use std::collections::{BTreeMap, BTreeSet};

use chronos_election::network::Envelope;
use chronos_election::raft::RotationConfig;
use chronos_election::{Config, DeliveryPolicy, Message, NodeId, Simulation, Term};
use proptest::prelude::*;

fn config(nodes: u64, seed: u64, rotation: bool) -> Config {
    Config {
        nodes,
        tick_interval_ms: 10,
        election_timeout_min_ms: 150,
        election_timeout_max_ms: 299,
        rotation: rotation.then_some(RotationConfig {
            lease_ms: 400,
            cool_down_ms: 300,
        }),
        seed: Some(seed),
    }
}

/// (voter, term) -> candidates granted a vote
fn grants(journal: &[Envelope]) -> BTreeMap<(NodeId, Term), BTreeSet<NodeId>> {
    let mut grants: BTreeMap<(NodeId, Term), BTreeSet<NodeId>> = BTreeMap::new();
    for e in journal {
        if let Message::ResponseVote {
            term,
            voter_id,
            granted: true,
        } = e.message
        {
            grants.entry((voter_id, term)).or_default().insert(e.to);
        }
    }
    grants
}

/// term -> nodes that sent heartbeats in it
fn heartbeat_senders(journal: &[Envelope]) -> BTreeMap<Term, BTreeSet<NodeId>> {
    let mut leaders: BTreeMap<Term, BTreeSet<NodeId>> = BTreeMap::new();
    for e in journal {
        if let Message::Heartbeat { term, leader_id } = e.message {
            leaders.entry(term).or_default().insert(leader_id);
        }
    }
    leaders
}

proptest! {
    #![proptest_config(ProptestConfig::with_cases(48))]

    #[test]
    fn election_safety_survives_reordering_and_duplication(
        seed in any::<u64>(),
        nodes in 3u64..=7,
        shuffle in any::<bool>(),
        duplicate_probability in 0.0f64..0.5,
        rotation in any::<bool>(),
        crash_at in proptest::option::of(30u64..200),
    ) {
        let mut sim = Simulation::from_config(&config(nodes, seed, rotation))
            .expect("valid config")
            .with_policy(DeliveryPolicy { shuffle, duplicate_probability });
        sim.network().record_journal();

        let mut last_terms: BTreeMap<NodeId, Term> = BTreeMap::new();
        for round in 0..300u64 {
            if crash_at == Some(round) {
                if let Some(&leader) = sim.leaders().first() {
                    sim.crash(leader);
                }
            }
            sim.step();

            for node in sim.nodes() {
                let previous = last_terms.insert(node.id(), node.current_term()).unwrap_or(0);
                prop_assert!(
                    node.current_term() >= previous,
                    "node {} went from term {} to {}", node.id(), previous, node.current_term()
                );
            }
        }

        let journal = sim.network().journal();

        for ((voter, term), candidates) in grants(&journal) {
            prop_assert!(
                candidates.len() == 1,
                "node {} granted votes to {:?} in term {}", voter, candidates, term
            );
        }

        let leaders = heartbeat_senders(&journal);
        for (term, senders) in &leaders {
            prop_assert!(
                senders.len() == 1,
                "term {} had several leaders: {:?}", term, senders
            );
        }
        prop_assert!(!leaders.is_empty(), "no leader was ever elected");
    }

    #[test]
    fn duplicated_requests_never_yield_a_second_grant(
        seed in any::<u64>(),
        duplicate_probability in 0.5f64..=1.0,
    ) {
        let mut sim = Simulation::from_config(&config(5, seed, false))
            .expect("valid config")
            .with_policy(DeliveryPolicy { shuffle: true, duplicate_probability });
        sim.network().record_journal();

        sim.run_until(200, |s| s.leaders().len() == 1);

        let journal = sim.network().journal();
        for ((voter, term), candidates) in grants(&journal) {
            prop_assert_eq!(candidates.len(), 1, "voter {} term {}", voter, term);
        }
    }
}
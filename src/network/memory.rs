use std::collections::BTreeSet;
use std::sync::{Arc, Mutex, MutexGuard, PoisonError};

use crate::raft::{Message, NodeId, Target};

use super::{NetworkError, Transport};

#[derive(Debug, Clone, PartialEq, Eq)]
pub struct Envelope {
    pub from: NodeId,
    pub to: NodeId,
    pub message: Message,
}

#[derive(Debug, Default)]
struct Inner {
    members: BTreeSet<NodeId>,
    queue: Vec<Envelope>,
    journal: Option<Vec<Envelope>>,
}

/// In-process fan-out. Messages queue up until the driver takes them with
/// [`MemoryNetwork::take_pending`] and hands them to the target nodes.
#[derive(Debug, Clone, Default)]
pub struct MemoryNetwork {
    inner: Arc<Mutex<Inner>>,
}

impl MemoryNetwork {
    pub fn new() -> Self {
        Self::default()
    }

    fn lock(&self) -> MutexGuard<'_, Inner> {
        self.inner.lock().unwrap_or_else(PoisonError::into_inner)
    }

    /// Adds `id` to the broadcast set and returns its send endpoint.
    pub fn register(&self, id: NodeId) -> MemoryEndpoint {
        self.lock().members.insert(id);
        MemoryEndpoint {
            from: id,
            network: self.clone(),
        }
    }

    pub fn members(&self) -> Vec<NodeId> {
        self.lock().members.iter().copied().collect()
    }

    /// Start keeping a copy of every envelope that passes through.
    pub fn record_journal(&self) {
        let mut inner = self.lock();
        if inner.journal.is_none() {
            inner.journal = Some(Vec::new());
        }
    }

    pub fn journal(&self) -> Vec<Envelope> {
        self.lock().journal.clone().unwrap_or_default()
    }

    /// Removes and returns everything queued so far, in send order.
    pub fn take_pending(&self) -> Vec<Envelope> {
        std::mem::take(&mut self.lock().queue)
    }

    pub fn pending_len(&self) -> usize {
        self.lock().queue.len()
    }

    fn push(&self, envelope: Envelope) {
        let mut inner = self.lock();
        if let Some(journal) = inner.journal.as_mut() {
            journal.push(envelope.clone());
        }
        inner.queue.push(envelope);
    }
}

/// A node's handle onto a [`MemoryNetwork`].
#[derive(Debug, Clone)]
pub struct MemoryEndpoint {
    from: NodeId,
    network: MemoryNetwork,
}

impl Transport for MemoryEndpoint {
    fn send(&self, target: Target, message: Message) -> Result<(), NetworkError> {
        match target {
            Target::All => {
                for to in self.network.members() {
                    if to != self.from {
                        self.network.push(Envelope {
                            from: self.from,
                            to,
                            message: message.clone(),
                        });
                    }
                }
                Ok(())
            }
            Target::Node(to) => {
                if !self.network.lock().members.contains(&to) {
                    return Err(NetworkError::UnknownPeer(to));
                }
                self.network.push(Envelope {
                    from: self.from,
                    to,
                    message,
                });
                Ok(())
            }
        }
    }
}

#[cfg(test)]
mod tests {
    use super::*;

    fn heartbeat(leader_id: NodeId) -> Message {
        Message::Heartbeat { term: 1, leader_id }
    }

    #[test]
    fn broadcast_skips_sender() {
        let net = MemoryNetwork::new();
        let a = net.register(1);
        net.register(2);
        net.register(3);

        a.send(Target::All, heartbeat(1)).expect("broadcast");

        let targets: Vec<NodeId> = net.take_pending().into_iter().map(|e| e.to).collect();
        assert_eq!(targets, vec![2, 3]);
        assert_eq!(net.pending_len(), 0);
    }

    #[test]
    fn unicast_to_unknown_peer_fails() {
        let net = MemoryNetwork::new();
        let a = net.register(1);

        let err = a.send(Target::Node(9), heartbeat(1)).unwrap_err();
        assert_eq!(err, NetworkError::UnknownPeer(9));
    }

    #[test]
    fn journal_survives_take_pending() {
        let net = MemoryNetwork::new();
        let a = net.register(1);
        net.register(2);
        net.record_journal();

        a.send(Target::Node(2), heartbeat(1)).expect("unicast");
        let _ = net.take_pending();

        assert_eq!(
            net.journal(),
            vec![Envelope {
                from: 1,
                to: 2,
                message: heartbeat(1)
            }]
        );
    }
}
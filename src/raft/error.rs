use thiserror::Error;

use super::NodeId;

#[derive(Error, Debug)]
pub enum RaftError {
    #[error("Cluster must contain at least one node")]
    EmptyCluster,

    #[error("Invalid election timeout range: {min}..={max} ms")]
    InvalidTimeoutRange { min: u64, max: u64 },

    #[error("Node {0} lists itself as a peer")]
    SelfAsPeer(NodeId),

    #[error("Peer {0} is listed more than once")]
    DuplicatePeer(NodeId),

    #[error("Invalid leader rotation: lease and cool-down must be positive")]
    InvalidRotation,
}
use std::collections::BTreeSet;
use std::fmt;
use std::time::Instant;

use serde::{Deserialize, Serialize};

use super::{NodeId, Term};

/// Election state of a single node. Exactly one variant is active at a time
/// and it is replaced wholesale on every transition.
#[derive(Debug, Clone, PartialEq, Eq, Default)]
pub enum ElectionState {
    #[default]
    Uninitialized,
    VotedFor {
        candidate_id: NodeId,
    },
    /// Campaigning in the current term. `voters` always contains this node.
    RunningForLeader {
        voters: BTreeSet<NodeId>,
    },
    ThisNodeIsLeader,
    OtherNodeIsLeader {
        leader_id: NodeId,
    },
    /// Voluntary step-down after a leader lease; no elections until `wakeup_time`.
    Sleeping {
        wakeup_time: Instant,
    },
}

impl ElectionState {
    pub fn campaign(self_id: NodeId) -> Self {
        ElectionState::RunningForLeader {
            voters: BTreeSet::from([self_id]),
        }
    }

    /// Granted votes accumulated while campaigning, zero otherwise.
    pub fn vote_count(&self) -> usize {
        match self {
            ElectionState::RunningForLeader { voters } => voters.len(),
            _ => 0,
        }
    }

    pub fn role(&self) -> NodeRole {
        match self {
            ElectionState::Uninitialized
            | ElectionState::VotedFor { .. }
            | ElectionState::OtherNodeIsLeader { .. } => NodeRole::Follower,
            ElectionState::RunningForLeader { .. } => NodeRole::Candidate,
            ElectionState::ThisNodeIsLeader => NodeRole::Leader,
            ElectionState::Sleeping { .. } => NodeRole::Sleeping,
        }
    }
}

impl fmt::Display for ElectionState {
    fn fmt(&self, f: &mut fmt::Formatter<'_>) -> fmt::Result {
        match self {
            ElectionState::Uninitialized => write!(f, "Uninitialized"),
            ElectionState::VotedFor { candidate_id } => write!(f, "VotedFor{{ {candidate_id} }}"),
            ElectionState::RunningForLeader { voters } => {
                write!(f, "RunningForLeader{{ {} }}", voters.len())
            }
            ElectionState::ThisNodeIsLeader => write!(f, "ThisNodeIsLeader"),
            ElectionState::OtherNodeIsLeader { leader_id } => {
                write!(f, "OtherNodeIsLeader{{ {leader_id} }}")
            }
            ElectionState::Sleeping { .. } => write!(f, "Sleeping"),
        }
    }
}

#[derive(Debug, Clone, Copy, PartialEq, Eq, Serialize, Deserialize)]
pub enum NodeRole {
    Follower,
    Candidate,
    Leader,
    Sleeping,
}

/// Point-in-time snapshot of a node, for monitoring and reports.
#[derive(Debug, Clone, PartialEq, Eq, Serialize, Deserialize)]
pub struct NodeStatus {
    pub id: NodeId,
    pub term: Term,
    pub role: NodeRole,
    pub state: String,
    pub leader_id: Option<NodeId>,
}

#[cfg(test)]
mod tests {
    use super::*;

    #[test]
    fn campaign_counts_self_vote() {
        let state = ElectionState::campaign(7);
        assert_eq!(state.vote_count(), 1);
        assert_eq!(state.role(), NodeRole::Candidate);
        assert_eq!(state.to_string(), "RunningForLeader{ 1 }");
    }

    #[test]
    fn display_matches_status_line_format() {
        assert_eq!(ElectionState::Uninitialized.to_string(), "Uninitialized");
        assert_eq!(
            ElectionState::VotedFor { candidate_id: 3 }.to_string(),
            "VotedFor{ 3 }"
        );
        assert_eq!(
            ElectionState::OtherNodeIsLeader { leader_id: 2 }.to_string(),
            "OtherNodeIsLeader{ 2 }"
        );
        assert_eq!(
            ElectionState::Sleeping {
                wakeup_time: Instant::now()
            }
            .to_string(),
            "Sleeping"
        );
    }

    #[test]
    fn roles_collapse_follower_states() {
        assert_eq!(ElectionState::default().role(), NodeRole::Follower);
        assert_eq!(
            ElectionState::VotedFor { candidate_id: 1 }.role(),
            NodeRole::Follower
        );
        assert_eq!(ElectionState::ThisNodeIsLeader.role(), NodeRole::Leader);
        assert_eq!(ElectionState::ThisNodeIsLeader.vote_count(), 0);
    }
}
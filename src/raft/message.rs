use std::fmt;

use serde::{Deserialize, Serialize};

pub type NodeId = u64;
pub type Term = u64;

/// Destination of an outbound message.
#[derive(Debug, Clone, Copy, PartialEq, Eq, Hash, Serialize, Deserialize)]
pub enum Target {
    /// Every node in the cluster except the sender.
    All,
    Node(NodeId),
}

// Message types for leader election
#[derive(Debug, Clone, PartialEq, Eq, Serialize, Deserialize)]
pub enum Message {
    RequestVote {
        term: Term,
        candidate_id: NodeId,
    },
    ResponseVote {
        term: Term,
        voter_id: NodeId,
        granted: bool,
    },
    Heartbeat {
        term: Term,
        leader_id: NodeId,
    },
}

impl Message {
    pub fn term(&self) -> Term {
        match self {
            Message::RequestVote { term, .. }
            | Message::ResponseVote { term, .. }
            | Message::Heartbeat { term, .. } => *term,
        }
    }

    /// The node that produced this message.
    pub fn sender(&self) -> NodeId {
        match self {
            Message::RequestVote { candidate_id, .. } => *candidate_id,
            Message::ResponseVote { voter_id, .. } => *voter_id,
            Message::Heartbeat { leader_id, .. } => *leader_id,
        }
    }
}

impl fmt::Display for Message {
    fn fmt(&self, f: &mut fmt::Formatter<'_>) -> fmt::Result {
        match self {
            Message::RequestVote { term, candidate_id } => {
                write!(f, "RequestVote{{ term={term} candidate={candidate_id} }}")
            }
            Message::ResponseVote {
                term,
                voter_id,
                granted,
            } => write!(
                f,
                "ResponseVote{{ term={term} voter={voter_id} granted={granted} }}"
            ),
            Message::Heartbeat { term, leader_id } => {
                write!(f, "Heartbeat{{ term={term} leader={leader_id} }}")
            }
        }
    }
}

#[cfg(test)]
mod tests {
    use super::*;

    #[test]
    fn term_and_sender_are_read_from_every_variant() {
        let request = Message::RequestVote {
            term: 4,
            candidate_id: 2,
        };
        let response = Message::ResponseVote {
            term: 5,
            voter_id: 3,
            granted: false,
        };
        let heartbeat = Message::Heartbeat {
            term: 6,
            leader_id: 1,
        };

        assert_eq!((request.term(), request.sender()), (4, 2));
        assert_eq!((response.term(), response.sender()), (5, 3));
        assert_eq!((heartbeat.term(), heartbeat.sender()), (6, 1));
    }

    #[test]
    fn message_serializes_as_tagged_json() {
        let msg = Message::Heartbeat {
            term: 1,
            leader_id: 2,
        };
        let json = serde_json::to_string(&msg).expect("serialize");
        assert_eq!(json, r#"{"Heartbeat":{"term":1,"leader_id":2}}"#);

        let back: Message = serde_json::from_str(&json).expect("deserialize");
        assert_eq!(back, msg);
    }
}
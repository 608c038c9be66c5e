//! Message transports. A transport moves [`Message`]s between nodes and knows
//! nothing about the election protocol.

mod channel;
mod error;
mod memory;

pub use self::channel::{ChannelEndpoint, ChannelNetwork};
pub use self::error::NetworkError;
pub use self::memory::{Envelope, MemoryEndpoint, MemoryNetwork};

use crate::raft::{Message, Target};

/// The send capability handed to a node. Delivery is fire-and-forget: `Ok`
/// means the message was queued, not that it arrived.
pub trait Transport: Send {
    fn send(&self, target: Target, message: Message) -> Result<(), NetworkError>;
}

impl<F> Transport for F
where
    F: Fn(Target, Message) -> Result<(), NetworkError> + Send,
{
    fn send(&self, target: Target, message: Message) -> Result<(), NetworkError> {
        self(target, message)
    }
}

/// A transport that drops everything. Useful before a real one is wired in.
#[derive(Debug, Clone, Copy, Default)]
pub struct NullTransport;

impl Transport for NullTransport {
    fn send(&self, _target: Target, _message: Message) -> Result<(), NetworkError> {
        Ok(())
    }
}
//! Approval gating for PropGate
//!
//! Mutating operations on sensitive resources can be deferred instead of
//! executed. The [`PolicyEngine`] decides per attempt whether the caller may
//! proceed; when it may not, the full payload is captured as a pending
//! [`ApprovalRequest`] for a human to resolve later.
//!
//! # Example
//!
//! ```rust,no_run
//! use std::sync::Arc;
//! use approval_engine::{Action, GatePolicy, GateRequest, InMemoryApprovalStore, PolicyEngine, Role};
//! use serde_json::json;
//! use uuid::Uuid;
//!
//! # async fn run() {
//! let engine = PolicyEngine::new(GatePolicy::default(), Arc::new(InMemoryApprovalStore::new()));
//! let payload = json!({"amount": 1200, "description": "Boiler replacement"});
//!
//! let decision = engine
//!     .evaluate(GateRequest {
//!         organization_id: Uuid::new_v4(),
//!         actor_id: Uuid::new_v4(),
//!         role: Role::Agent,
//!         resource_type: "expense",
//!         action: Action::Create,
//!         resource_id: None,
//!         payload: &payload,
//!     })
//!     .await;
//! assert!(decision.is_deferred());
//! # }
//! ```

pub mod error;
pub mod policy;
pub mod request;
pub mod store;

pub use error::*;
pub use policy::{
    payload_amount, Action, AllowReason, GatePolicy, GateRequest, PolicyDecision, PolicyEngine, Role,
    DEFAULT_EXPENSE_AMOUNT_THRESHOLD,
};
pub use request::{ApprovalRequest, ApprovalStatus, NewApprovalRequest, TargetResource, NEW_RESOURCE_SENTINEL};
pub use store::{ApprovalStore, InMemoryApprovalStore, PgApprovalStore};
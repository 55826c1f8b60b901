//! Response interceptor: one audit event per protected call.
//!
//! The handler's response is returned untouched. The event is built once the
//! status is known and handed to the recorder on a detached task, so audit
//! latency and audit failures never reach the caller.

use std::sync::Arc;

use audit_engine::{category_severity, AuditRecorder, Category, NewAuditEvent};
use axum::{
    extract::{OriginalUri, RawPathParams, Request, State},
    middleware::Next,
    response::{IntoResponse, Response},
};
use serde_json::{json, Value as JsonValue};
use tracing::debug;

use super::{buffer_body, is_read_method, payload_from_bytes};
use crate::middleware::auth_context::AuthContext;

/// What a protected route records: the action label is supplied per route,
/// never derived from the HTTP method.
#[derive(Debug, Clone, PartialEq, Eq)]
pub struct AuditSpec {
    pub category: Category,
    pub resource_type: String,
    pub action: String,
}

impl AuditSpec {
    pub fn new(category: Category, resource_type: impl Into<String>, action: impl Into<String>) -> Self {
        Self {
            category,
            resource_type: resource_type.into(),
            action: action.into(),
        }
    }
}

#[derive(Clone)]
pub struct AuditLayerState {
    pub recorder: AuditRecorder,
    pub spec: Arc<AuditSpec>,
}

/// Set on the request by the outermost interceptor so nested ones pass
/// through.
#[derive(Debug, Clone, Copy)]
struct AuditMarker;

/// What ends up under the `body` metadata key
enum CapturedBody {
    NotApplicable,
    Payload(JsonValue),
    Omitted,
}

pub async fn audit_interceptor(
    State(layer): State<AuditLayerState>,
    path: Option<RawPathParams>,
    mut request: Request,
    next: Next,
) -> Response {
    if request.extensions().get::<AuditMarker>().is_some() {
        return next.run(request).await;
    }
    request.extensions_mut().insert(AuditMarker);

    let method = request.method().clone();
    let url = request
        .extensions()
        .get::<OriginalUri>()
        .map_or_else(|| request.uri().to_string(), |OriginalUri(uri)| uri.to_string());
    let actor = request
        .extensions()
        .get::<AuthContext>()
        .cloned()
        .or_else(|| AuthContext::from_headers(request.headers()).ok());
    let resource_id = path
        .as_ref()
        .and_then(|params| params.iter().find(|(name, _)| *name == "id").map(|(_, value)| value.to_string()));

    let (response, body) = if is_read_method(&method) {
        (next.run(request).await, CapturedBody::NotApplicable)
    } else {
        match buffer_body(request).await {
            Ok((request, Some(bytes))) => (next.run(request).await, CapturedBody::Payload(payload_from_bytes(&bytes))),
            Ok((request, None)) => (next.run(request).await, CapturedBody::Omitted),
            Err(e) => (e.into_response(), CapturedBody::Omitted),
        }
    };

    let Some(actor) = actor else {
        debug!(target: "audit", url = %url, "No actor on request; nothing to audit");
        return response;
    };

    let status = response.status();
    let mut metadata = json!({
        "method": method.as_str(),
        "url": url,
        "status_code": status.as_u16(),
    });
    if let JsonValue::Object(map) = &mut metadata {
        match body {
            CapturedBody::Payload(payload) => {
                map.insert("body".to_string(), payload);
            }
            CapturedBody::Omitted => {
                map.insert("body_omitted".to_string(), JsonValue::Bool(true));
            }
            CapturedBody::NotApplicable => {}
        }
    }

    let spec = &layer.spec;
    let mut event = NewAuditEvent::new(
        actor.scope(),
        spec.category,
        spec.action.clone(),
        spec.resource_type.clone(),
        format!("{} {}", spec.resource_type, spec.action),
    )
    .with_severity(category_severity(spec.category, &spec.action))
    .with_metadata(metadata);
    if let Some(resource_id) = resource_id {
        event = event.with_resource_id(resource_id);
    }
    if status.as_u16() >= 400 {
        event = event.failed(format!(
            "{} {}",
            status.as_u16(),
            status.canonical_reason().unwrap_or("error")
        ));
    }

    drop(layer.recorder.record_detached(event));
    response
}

#[cfg(test)]
mod tests {
    use super::*;
    use axum::http::Method;

    #[test]
    fn test_read_methods_carry_no_body() {
        assert!(is_read_method(&Method::GET));
        assert!(is_read_method(&Method::HEAD));
        assert!(is_read_method(&Method::OPTIONS));
        assert!(!is_read_method(&Method::POST));
        assert!(!is_read_method(&Method::DELETE));
    }
}
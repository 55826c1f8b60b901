//! Audit log endpoints: listing, rollup statistics and manual submission.

use audit_engine::{AuditEvent, AuditFilter, Category, CategoryRollup, NewAuditEvent, Severity};
use axum::{
    extract::{rejection::JsonRejection, rejection::QueryRejection, Query, State},
    http::StatusCode,
    Json,
};
use chrono::{DateTime, NaiveDate, NaiveTime, Utc};
use serde::{Deserialize, Serialize};
use serde_json::{json, Map, Value as JsonValue};
use tracing::{info, warn};
use uuid::Uuid;

use crate::error::{api_success, api_success_with_meta, api_unavailable, ApiError, ApiResponse, ResponseMetadata};
use crate::middleware::{AuthContext, ClientInfo};
use crate::server::PropGateServer;

/// Query parameters accepted by `GET /api/v1/audit/events`
#[derive(Debug, Default, Deserialize)]
pub struct ListEventsQuery {
    pub actor_id: Option<Uuid>,
    pub category: Option<String>,
    pub severity: Option<String>,
    pub resource_type: Option<String>,
    pub resource_id: Option<String>,
    pub start_date: Option<String>,
    pub end_date: Option<String>,
    pub limit: Option<u32>,
    pub skip: Option<u32>,
}

impl ListEventsQuery {
    /// Validate the closed-vocabulary parameters and build a store filter.
    ///
    /// # Errors
    ///
    /// Returns a validation error for an unknown category or severity, or a
    /// date that is neither RFC 3339 nor `YYYY-MM-DD`.
    pub fn into_filter(self, default_limit: u32) -> Result<AuditFilter, ApiError> {
        Ok(AuditFilter {
            actor_id: self.actor_id,
            category: self.category.as_deref().map(str::parse::<Category>).transpose()?,
            severity: self.severity.as_deref().map(str::parse::<Severity>).transpose()?,
            resource_type: self.resource_type,
            resource_id: self.resource_id,
            start: self
                .start_date
                .as_deref()
                .map(|value| parse_date_bound("start_date", value, DateBound::Start))
                .transpose()?,
            end: self
                .end_date
                .as_deref()
                .map(|value| parse_date_bound("end_date", value, DateBound::End))
                .transpose()?,
            limit: self.limit.unwrap_or(default_limit),
            skip: self.skip.unwrap_or(0),
        })
    }
}

#[derive(Debug, Clone, Copy)]
enum DateBound {
    Start,
    End,
}

/// Accept a full RFC 3339 timestamp or a bare calendar date. A bare start
/// date means midnight UTC, a bare end date covers the whole day.
fn parse_date_bound(field: &str, value: &str, bound: DateBound) -> Result<DateTime<Utc>, ApiError> {
    if let Ok(timestamp) = DateTime::parse_from_rfc3339(value) {
        return Ok(timestamp.with_timezone(&Utc));
    }

    let date = NaiveDate::parse_from_str(value, "%Y-%m-%d")
        .map_err(|_| ApiError::invalid_field(field, format!("expected RFC 3339 timestamp or YYYY-MM-DD, got '{}'", value)))?;
    let time = match bound {
        DateBound::Start => NaiveTime::MIN,
        DateBound::End => NaiveTime::from_hms_nano_opt(23, 59, 59, 999_999_999).unwrap_or(NaiveTime::MIN),
    };
    Ok(date.and_time(time).and_utc())
}

pub async fn list_events(
    State(server): State<PropGateServer>,
    ctx: AuthContext,
    query: Result<Query<ListEventsQuery>, QueryRejection>,
) -> Result<Json<ApiResponse<Vec<AuditEvent>>>, ApiError> {
    ctx.require_privileged()?;
    let Query(query) = query.map_err(|e| ApiError::bad_request(e.body_text()))?;
    let filter = query.into_filter(server.config.audit.default_limit)?;

    match server.audit_queries.try_list_events(ctx.organization_id, &filter).await {
        Ok(events) => {
            let metadata = ResponseMetadata {
                count: events.len(),
                limit: filter.limit,
                skip: filter.skip,
            };
            Ok(Json(api_success_with_meta(events, metadata)))
        }
        Err(e) => {
            warn!(target: "audit", error = %e, organization_id = %ctx.organization_id, "Audit listing unavailable");
            Ok(Json(api_unavailable()))
        }
    }
}

#[derive(Debug, Default, Deserialize)]
pub struct StatsQuery {
    pub days: Option<u32>,
}

pub async fn stats(
    State(server): State<PropGateServer>,
    ctx: AuthContext,
    query: Result<Query<StatsQuery>, QueryRejection>,
) -> Result<Json<ApiResponse<Vec<CategoryRollup>>>, ApiError> {
    ctx.require_privileged()?;
    let Query(query) = query.map_err(|e| ApiError::bad_request(e.body_text()))?;
    let days = query.days.unwrap_or(server.config.audit.stats_window_days);

    match server.audit_queries.try_stats(ctx.organization_id, days).await {
        Ok(rollup) => Ok(Json(api_success(rollup))),
        Err(e) => {
            warn!(target: "audit", error = %e, organization_id = %ctx.organization_id, days, "Audit stats unavailable");
            Ok(Json(api_unavailable()))
        }
    }
}

/// Body of `POST /api/v1/audit/events`. Everything is optional at the
/// serde level so absent required fields can be reported together.
#[derive(Debug, Default, Deserialize)]
pub struct SubmitEventRequest {
    pub action: Option<String>,
    pub resource: Option<String>,
    pub resource_id: Option<String>,
    pub description: Option<String>,
    pub category: Option<String>,
    pub severity: Option<String>,
    pub metadata: Option<JsonValue>,
}

#[derive(Debug, Serialize)]
pub struct SubmittedEvent {
    pub action: String,
    pub resource_type: String,
    pub category: Category,
    pub severity: Severity,
}

fn required(value: Option<String>, name: &str, missing: &mut Vec<String>) -> String {
    match value.map(|v| v.trim().to_string()) {
        Some(v) if !v.is_empty() => v,
        _ => {
            missing.push(name.to_string());
            String::new()
        }
    }
}

/// Merge the caller's metadata with the captured client details.
fn merge_client_info(metadata: Option<JsonValue>, client: &ClientInfo) -> JsonValue {
    let mut merged = match metadata {
        Some(JsonValue::Object(map)) => map,
        Some(JsonValue::Null) | None => Map::new(),
        Some(other) => Map::from_iter([("data".to_string(), other)]),
    };
    merged.insert("ip_address".to_string(), json!(client.ip_address));
    merged.insert("user_agent".to_string(), json!(client.user_agent));
    JsonValue::Object(merged)
}

pub async fn submit_event(
    State(server): State<PropGateServer>,
    ctx: AuthContext,
    client: ClientInfo,
    body: Result<Json<SubmitEventRequest>, JsonRejection>,
) -> Result<(StatusCode, Json<ApiResponse<SubmittedEvent>>), ApiError> {
    let Json(body) = body.map_err(|e| ApiError::bad_request(e.body_text()))?;

    let mut missing = Vec::new();
    let action = required(body.action, "action", &mut missing);
    let resource = required(body.resource, "resource", &mut missing);
    let description = required(body.description, "description", &mut missing);
    let category = required(body.category, "category", &mut missing);
    if !missing.is_empty() {
        return Err(ApiError::missing_fields(missing));
    }

    let category: Category = category.parse()?;
    let severity = body
        .severity
        .as_deref()
        .map(str::parse::<Severity>)
        .transpose()?
        .unwrap_or_default();

    let mut event = NewAuditEvent::new(ctx.scope(), category, action.clone(), resource.clone(), description)
        .with_severity(severity)
        .with_metadata(merge_client_info(body.metadata, &client));
    if let Some(resource_id) = body.resource_id.filter(|id| !id.is_empty()) {
        event = event.with_resource_id(resource_id);
    }

    drop(server.recorder.record_detached(event));
    info!(
        target: "audit",
        organization_id = %ctx.organization_id,
        actor_id = %ctx.actor_id,
        action = %action,
        "Manual audit event submitted"
    );

    Ok((
        StatusCode::CREATED,
        Json(api_success(SubmittedEvent {
            action,
            resource_type: resource,
            category,
            severity,
        })),
    ))
}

* Goal of the exercise
In the listing above, please copy exactly the lines from the first through the one that contains "heartbeats in it", and no others.

* Exercise response
use std::collections::{BTreeMap, BTreeSet};

use chronos_election::network::Envelope;
use chronos_election::raft::RotationConfig;
use chronos_election::{Config, DeliveryPolicy, Message, NodeId, Simulation, Term};
use proptest::prelude::*;

fn config(nodes: u64, seed: u64, rotation: bool) -> Config {
    Config {
        nodes,
        tick_interval_ms: 10,
        election_timeout_min_ms: 150,
        election_timeout_max_ms: 299,
        rotation: rotation.then_some(RotationConfig {
            lease_ms: 400,
            cool_down_ms: 300,
        }),
        seed: Some(seed),
    }
}

/// (voter, term) -> candidates granted a vote
fn grants(journal: &[Envelope]) -> BTreeMap<(NodeId, Term), BTreeSet<NodeId>> {
    let mut grants: BTreeMap<(NodeId, Term), BTreeSet<NodeId>> = BTreeMap::new();
    for e in journal {
        if let Message::ResponseVote {
            term,
            voter_id,
            granted: true,
        } = e.message
        {
            grants.entry((voter_id, term)).or_default().insert(e.to);
        }
    }
    grants
}

/// term -> nodes that sent heartbeats in it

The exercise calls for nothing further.